How on Earth were we meant to report what was happening?
Of course the hand-picked "representatives" assured us - despite a mass of directly contradictory reports from human rights organisations - that everything was just dandy in Xinjiang. Yes, we were welcome to visit and see for ourselves - although that, of course, was actually going to be impossible at the moment because of the coronavirus and the fact that no Australian journalists are actually resident in China. And finally - although we'd been promised transparency - there were still no statistics, even implausible ones, of the numbers in re-education camps (possibly shrinking?) or prison (possibly growing?).

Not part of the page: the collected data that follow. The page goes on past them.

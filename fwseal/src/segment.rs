use crate::error::{Field, FormatError, TruncatedSnafu};
use crate::header::HEADER_SIZE;
use std::ops::Range;
use zerocopy::byteorder::little_endian::U32;
use zerocopy::{FromBytes, Immutable, IntoBytes, KnownLayout, Unaligned};

#[derive(Debug, Clone, Copy, FromBytes, IntoBytes, KnownLayout, Immutable, Unaligned)]
#[repr(C)]
pub(crate) struct SegmentHeaderRaw {
    load_address: U32,
    data_length: U32,
}

/// Size of the descriptor in front of each segment.
pub const SEGMENT_HEADER_SIZE: usize = size_of::<SegmentHeaderRaw>();

/// A segment borrowed from an image buffer.
#[derive(Debug, Clone, Copy, PartialEq, Eq)]
#[must_use]
pub struct Segment<'a> {
    index: usize,
    offset: usize,
    load_address: u32,
    data: &'a [u8],
}

impl<'a> Segment<'a> {
    /// Returns the position of this segment in the image, starting at zero.
    #[must_use]
    pub const fn index(&self) -> usize {
        self.index
    }

    /// Returns the offset of the segment descriptor within the image.
    #[must_use]
    pub const fn offset(&self) -> usize {
        self.offset
    }

    /// Returns the address the bootloader loads this segment to.
    #[must_use]
    pub const fn load_address(&self) -> u32 {
        self.load_address
    }

    /// Returns the offset of the first data byte within the image.
    #[must_use]
    pub const fn data_offset(&self) -> usize {
        self.offset + SEGMENT_HEADER_SIZE
    }

    /// Returns the offset one past the last data byte.
    #[must_use]
    pub const fn end(&self) -> usize {
        self.data_offset() + self.data.len()
    }

    /// Returns the range of the segment data within the image.
    #[must_use]
    pub const fn data_range(&self) -> Range<usize> {
        self.data_offset()..self.end()
    }

    /// Returns the segment payload.
    #[must_use]
    pub const fn data(&self) -> &'a [u8] {
        self.data
    }

    /// Returns the payload length in bytes.
    #[must_use]
    pub const fn len(&self) -> usize {
        self.data.len()
    }

    /// Returns `true` if the segment has no payload.
    #[must_use]
    pub const fn is_empty(&self) -> bool {
        self.data.is_empty()
    }
}

/// Iterator over the segments of an image.
///
/// Segments are read back to back starting right after the header. The walk
/// stops at the first malformed segment; after an error the iterator yields
/// nothing more.
#[must_use = "iterators are lazy and do nothing unless consumed"]
pub struct Segments<'a> {
    raw: &'a [u8],
    offset: usize,
    current: usize,
    total: usize,
}

impl<'a> Segments<'a> {
    /// Creates a walker over `total` segments of `image`.
    ///
    /// The header is not validated here; see [`crate::header::ImageHeader`].
    pub fn new(image: &'a [u8], total: usize) -> Self {
        Self {
            raw: image,
            offset: HEADER_SIZE,
            current: 0,
            total,
        }
    }

    /// Returns the offset of the next segment descriptor.
    ///
    /// Once every segment has been read this is the end of the last segment.
    #[must_use]
    pub const fn offset(&self) -> usize {
        self.offset
    }

    fn read_segment(&mut self, index: usize) -> Result<Segment<'a>, FormatError> {
        let offset = self.offset;
        let available = self.raw.len().saturating_sub(offset);

        let (raw, _) = self
            .raw
            .get(offset..)
            .and_then(|rest| SegmentHeaderRaw::read_from_prefix(rest).ok())
            .ok_or_else(|| {
                TruncatedSnafu {
                    field: Field::SegmentHeader { index },
                    offset,
                    needed: SEGMENT_HEADER_SIZE,
                    available,
                }
                .build()
            })?;

        let data_offset = offset + SEGMENT_HEADER_SIZE;
        let length = raw.data_length.get() as usize;
        let data = data_offset
            .checked_add(length)
            .and_then(|end| self.raw.get(data_offset..end))
            .ok_or_else(|| {
                TruncatedSnafu {
                    field: Field::SegmentData { index },
                    offset: data_offset,
                    needed: length,
                    available: self.raw.len() - data_offset,
                }
                .build()
            })?;

        log::trace!(
            "segment #{index} at 0x{offset:X}: load_address=0x{:08X}, data_len={length}",
            raw.load_address.get()
        );

        self.offset = data_offset + length;

        Ok(Segment {
            index,
            offset,
            load_address: raw.load_address.get(),
            data,
        })
    }
}

impl std::fmt::Debug for Segments<'_> {
    fn fmt(&self, f: &mut std::fmt::Formatter<'_>) -> std::fmt::Result {
        f.debug_struct("Segments")
            .field("offset", &self.offset)
            .field("current", &self.current)
            .field("total", &self.total)
            .finish_non_exhaustive()
    }
}

impl<'a> Iterator for Segments<'a> {
    type Item = Result<Segment<'a>, FormatError>;

    fn next(&mut self) -> Option<Self::Item> {
        if self.current >= self.total {
            return None;
        }

        let index = self.current;
        let result = self.read_segment(index);

        // Later segments start where this one ends, so there is nothing to
        // resume from after a failure.
        self.current = if result.is_ok() { index + 1 } else { self.total };

        Some(result)
    }

    fn size_hint(&self) -> (usize, Option<usize>) {
        let remaining = self.total - self.current;
        (0, Some(remaining))
    }
}

impl std::iter::FusedIterator for Segments<'_> {}

#[cfg(test)]
mod tests {
    use super::*;

    fn image(segments: &[(u32, &[u8])]) -> Vec<u8> {
        let mut data = vec![0xE9, segments.len() as u8];
        data.resize(HEADER_SIZE, 0);
        for (addr, payload) in segments {
            data.extend(addr.to_le_bytes());
            data.extend((payload.len() as u32).to_le_bytes());
            data.extend(*payload);
        }
        data
    }

    #[test]
    fn walks_segments_in_file_order() {
        let data = image(&[(0x4000_0000, &[1, 2, 3]), (0x3FF0_0000, &[]), (0x10, &[9])]);
        let mut walker = Segments::new(&data, 3);

        let first = walker.next().unwrap().unwrap();
        assert_eq!(first.index(), 0);
        assert_eq!(first.offset(), 24);
        assert_eq!(first.load_address(), 0x4000_0000);
        assert_eq!(first.data(), &[1, 2, 3]);
        assert_eq!(first.data_range(), 32..35);

        let second = walker.next().unwrap().unwrap();
        assert_eq!(second.offset(), 35);
        assert!(second.is_empty());

        let third = walker.next().unwrap().unwrap();
        assert_eq!(third.offset(), 43);
        assert_eq!(third.data(), &[9]);
        assert_eq!(third.end(), 52);

        assert!(walker.next().is_none());
        assert_eq!(walker.offset(), data.len());
    }

    #[test]
    fn reports_truncated_descriptor() {
        let mut data = image(&[(0, &[1, 2])]);
        data.extend([0u8; 5]);

        let err = Segments::new(&data, 2)
            .collect::<Result<Vec<_>, _>>()
            .unwrap_err();

        assert_eq!(
            err,
            FormatError::Truncated {
                field: Field::SegmentHeader { index: 1 },
                offset: 34,
                needed: 8,
                available: 5,
            }
        );
    }

    #[test]
    fn reports_truncated_data() {
        let data = image(&[(0, &[1, 2, 3, 4])]);

        let err = Segments::new(&data[..data.len() - 1], 1)
            .next()
            .unwrap()
            .unwrap_err();

        assert_eq!(
            err,
            FormatError::Truncated {
                field: Field::SegmentData { index: 0 },
                offset: 32,
                needed: 4,
                available: 3,
            }
        );
    }

    #[test]
    fn huge_length_does_not_overflow() {
        let mut data = vec![0xE9, 1];
        data.resize(HEADER_SIZE, 0);
        data.extend(0u32.to_le_bytes());
        data.extend(u32::MAX.to_le_bytes());

        let err = Segments::new(&data, 1).next().unwrap().unwrap_err();
        assert!(matches!(
            err,
            FormatError::Truncated {
                field: Field::SegmentData { index: 0 },
                ..
            }
        ));
    }

    #[test]
    fn stops_after_first_error() {
        let data = image(&[]);
        let mut walker = Segments::new(&data, 4);

        assert!(walker.next().unwrap().is_err());
        assert!(walker.next().is_none());
    }
}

Instead we saw videos of smiling people, new condominiums, sharp cars and, perhaps most implausibly of all (for an Australian audience, at any rate), schoolchildren sitting quietly in class and enthusiastically studying. It was a picture of the world, yes, but not as we know it. How to make sense of such a carefully constructed propaganda video being shamelessly presented as if it were a somehow truthful representation of what was occurring in Xinjiang?
And yet that was exactly when everything suddenly fell together.

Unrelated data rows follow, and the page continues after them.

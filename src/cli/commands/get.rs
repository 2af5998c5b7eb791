//! Get command - resolve individual variable references

use crate::cli::args::{GetArgs, OutputFormat};
use crate::config::Config;
use crate::error::GitVarsResult;
use crate::source::{self, VariableSource, GIT_PREFIX};
use crate::ui::{self, UiContext};
use crate::variable::ResolvedValue;
use std::path::Path;

/// Execute the get command
pub async fn execute(args: GetArgs, config: &Config, repo_dir: Option<&Path>) -> GitVarsResult<()> {
    let resolver = super::build_resolver(config, repo_dir);
    let chain = source::default_chain(resolver);

    let mut resolved = Vec::with_capacity(args.references.len());
    for reference in &args.references {
        let reference = qualify(reference);
        let value = chain.get_value(&reference).await?;
        resolved.push((reference, value));
    }

    match args.format {
        OutputFormat::Plain => {
            for (_, value) in &resolved {
                println!("{}", value);
            }
        }
        OutputFormat::Json => print_json(&resolved)?,
        OutputFormat::Table => {
            let ctx = UiContext::detect();
            for (reference, value) in &resolved {
                ui::key_value(&ctx, reference, &value.to_string());
            }
        }
    }

    Ok(())
}

/// Bare names are git variables
fn qualify(reference: &str) -> String {
    if source::split_reference(reference).is_some() {
        reference.to_string()
    } else {
        format!("{}:{}", GIT_PREFIX, reference)
    }
}

fn print_json(resolved: &[(String, ResolvedValue)]) -> GitVarsResult<()> {
    let map: serde_json::Map<String, serde_json::Value> = resolved
        .iter()
        .map(|(reference, value)| -> GitVarsResult<(String, serde_json::Value)> {
            Ok((reference.clone(), serde_json::to_value(value)?))
        })
        .collect::<GitVarsResult<_>>()?;
    println!("{}", serde_json::to_string_pretty(&map)?);
    Ok(())
}
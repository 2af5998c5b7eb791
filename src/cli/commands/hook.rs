//! Hook command - dispatch a host lifecycle phase

use crate::cli::args::HookArgs;
use crate::config::Config;
use crate::error::GitVarsResult;
use crate::hooks::HookRegistry;
use crate::service::ServiceDocument;
use crate::ui::{self, UiContext};
use std::path::Path;

/// Execute the hook command
pub async fn execute(args: HookArgs, config: &Config, repo_dir: Option<&Path>) -> GitVarsResult<()> {
    let registry = HookRegistry::serverless();

    if registry.action_for(&args.phase).is_none() {
        let ctx = UiContext::detect();
        ui::step_info(&ctx, &format!("Nothing registered for {}", args.phase));
        return Ok(());
    }

    let path = super::service_path(args.file, config, repo_dir);
    let mut service = ServiceDocument::load(&path).await?;
    let resolver = super::build_resolver(config, repo_dir);

    match registry.run(&args.phase, &resolver, &mut service).await? {
        Some(report) => super::export::finish(&service, &report, &path, args.dry_run).await,
        None => Ok(()),
    }
}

The question was, basically, why should we believe anything we've been told when we can't believe, for example, even the air-pollution figures for Beijing? The simultaneous translator was doing the best they could, however keeping up with both the sceptical tone, speed, and the detail was effectively impossible and so, wisely, ambassador Cheng Jingye took the question and answered it here. Over in Urumqi, however, one of the officials thought he'd got the gist of what was being asked and, sure of his ground, butted in to add to the diplomat's answer.
The issue of smog, we were told, had been resolved. Blue sky could be seen even from the streets of the region's capital. The weather was fine - better than before.
His words hung in the air as we paused, reflected on this new information, and wondered how to process the non-sequitur. That was my moment of insight.
What was being conveyed wasn't ever going to answer our questions, but that wasn't actually because, as some suspected, the Chinese side was involved in a cover-up. The whole point was the questions and answers didn't meet. We simply weren't inhabiting the same world. The Western view, a story of eventual progression to that ultimate triumph of liberal democracy and universal human rights, is dead. The very foundations upon which we journalists were basing our questions, the issues we were concerned about, were bypassing our interlocutors.
It was not that they didn't want to provide answers. They did. It's just that there were two completely different conversations going on, each infused by a different worldview.
The fall of the Berlin Wall in 1989 was, indeed, the world's unipolar moment, which continued until the destruction of the World Trade Centre in 2001. The problems began with the US invasion of Iraq, and the subsequent quagmire that sucked up resources, money and effort. Most critically, however, the broad dynamic began to change as, led by Russia, autocrats took control in one part of the world while in others, such as China, communitarian governments began to flourish.
This is the idea that societies are based on communities, not individuals. It's important to understand the depth of this challenge to traditional liberalism, because it's not simply a cobbled-together justification for the policies of the moment. Communitarian governments view the world differently, and until we recognise this our dialogue will continue as two streams of separate, one-way communications where we can't even agree about something as basic as the weather.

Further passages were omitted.